**TASK TO CARRY OUT:**
Copy out exactly the lines below that run from the one holding "pub const DEFAULT_NAME: &str" to the one holding "the scheduling task.", keeping both of those lines and no others.

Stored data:
=======
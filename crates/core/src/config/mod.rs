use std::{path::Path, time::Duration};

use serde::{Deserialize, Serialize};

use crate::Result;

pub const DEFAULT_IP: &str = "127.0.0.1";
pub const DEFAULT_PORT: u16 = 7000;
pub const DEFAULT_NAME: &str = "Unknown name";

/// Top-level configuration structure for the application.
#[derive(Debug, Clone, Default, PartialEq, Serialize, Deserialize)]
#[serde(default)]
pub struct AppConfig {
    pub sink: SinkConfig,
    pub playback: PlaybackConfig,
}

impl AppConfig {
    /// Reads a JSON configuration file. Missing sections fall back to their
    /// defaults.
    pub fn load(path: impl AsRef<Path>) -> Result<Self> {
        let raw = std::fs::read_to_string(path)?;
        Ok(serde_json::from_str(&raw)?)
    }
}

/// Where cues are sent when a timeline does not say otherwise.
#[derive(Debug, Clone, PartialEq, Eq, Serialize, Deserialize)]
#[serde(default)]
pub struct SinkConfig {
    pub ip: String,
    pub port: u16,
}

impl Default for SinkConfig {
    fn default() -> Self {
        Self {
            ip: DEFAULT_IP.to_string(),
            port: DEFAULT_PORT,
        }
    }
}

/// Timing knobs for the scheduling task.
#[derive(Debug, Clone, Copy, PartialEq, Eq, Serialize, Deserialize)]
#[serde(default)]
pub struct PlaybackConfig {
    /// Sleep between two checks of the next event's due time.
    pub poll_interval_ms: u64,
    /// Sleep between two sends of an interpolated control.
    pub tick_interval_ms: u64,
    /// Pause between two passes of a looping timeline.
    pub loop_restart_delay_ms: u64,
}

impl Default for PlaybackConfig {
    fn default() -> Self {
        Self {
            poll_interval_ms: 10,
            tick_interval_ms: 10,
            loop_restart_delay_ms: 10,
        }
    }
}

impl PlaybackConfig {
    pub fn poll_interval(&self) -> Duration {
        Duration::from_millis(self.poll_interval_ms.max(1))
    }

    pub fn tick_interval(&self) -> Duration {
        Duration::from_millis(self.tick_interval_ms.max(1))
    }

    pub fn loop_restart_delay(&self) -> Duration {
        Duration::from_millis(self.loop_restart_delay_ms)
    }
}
=======
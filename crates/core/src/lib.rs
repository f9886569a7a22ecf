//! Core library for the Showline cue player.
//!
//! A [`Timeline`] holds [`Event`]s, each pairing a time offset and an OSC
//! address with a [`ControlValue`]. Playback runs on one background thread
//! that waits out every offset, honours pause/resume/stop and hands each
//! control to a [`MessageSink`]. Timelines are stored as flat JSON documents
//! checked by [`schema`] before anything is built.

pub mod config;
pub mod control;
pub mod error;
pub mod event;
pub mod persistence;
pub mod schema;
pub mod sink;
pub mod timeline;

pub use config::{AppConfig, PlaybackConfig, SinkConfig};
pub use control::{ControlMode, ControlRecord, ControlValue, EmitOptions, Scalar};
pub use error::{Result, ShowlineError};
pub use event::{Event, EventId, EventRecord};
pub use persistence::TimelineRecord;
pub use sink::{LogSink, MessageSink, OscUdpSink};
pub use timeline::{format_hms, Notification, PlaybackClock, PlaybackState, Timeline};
=======
**YOUR RESPONSE:**
pub const DEFAULT_NAME: &str = "Unknown name";

/// Top-level configuration structure for the application.
#[derive(Debug, Clone, Default, PartialEq, Serialize, Deserialize)]
#[serde(default)]
pub struct AppConfig {
    pub sink: SinkConfig,
    pub playback: PlaybackConfig,
}

impl AppConfig {
    /// Reads a JSON configuration file. Missing sections fall back to their
    /// defaults.
    pub fn load(path: impl AsRef<Path>) -> Result<Self> {
        let raw = std::fs::read_to_string(path)?;
        Ok(serde_json::from_str(&raw)?)
    }
}

/// Where cues are sent when a timeline does not say otherwise.
#[derive(Debug, Clone, PartialEq, Eq, Serialize, Deserialize)]
#[serde(default)]
pub struct SinkConfig {
    pub ip: String,
    pub port: u16,
}

impl Default for SinkConfig {
    fn default() -> Self {
        Self {
            ip: DEFAULT_IP.to_string(),
            port: DEFAULT_PORT,
        }
    }
}

/// Timing knobs for the scheduling task.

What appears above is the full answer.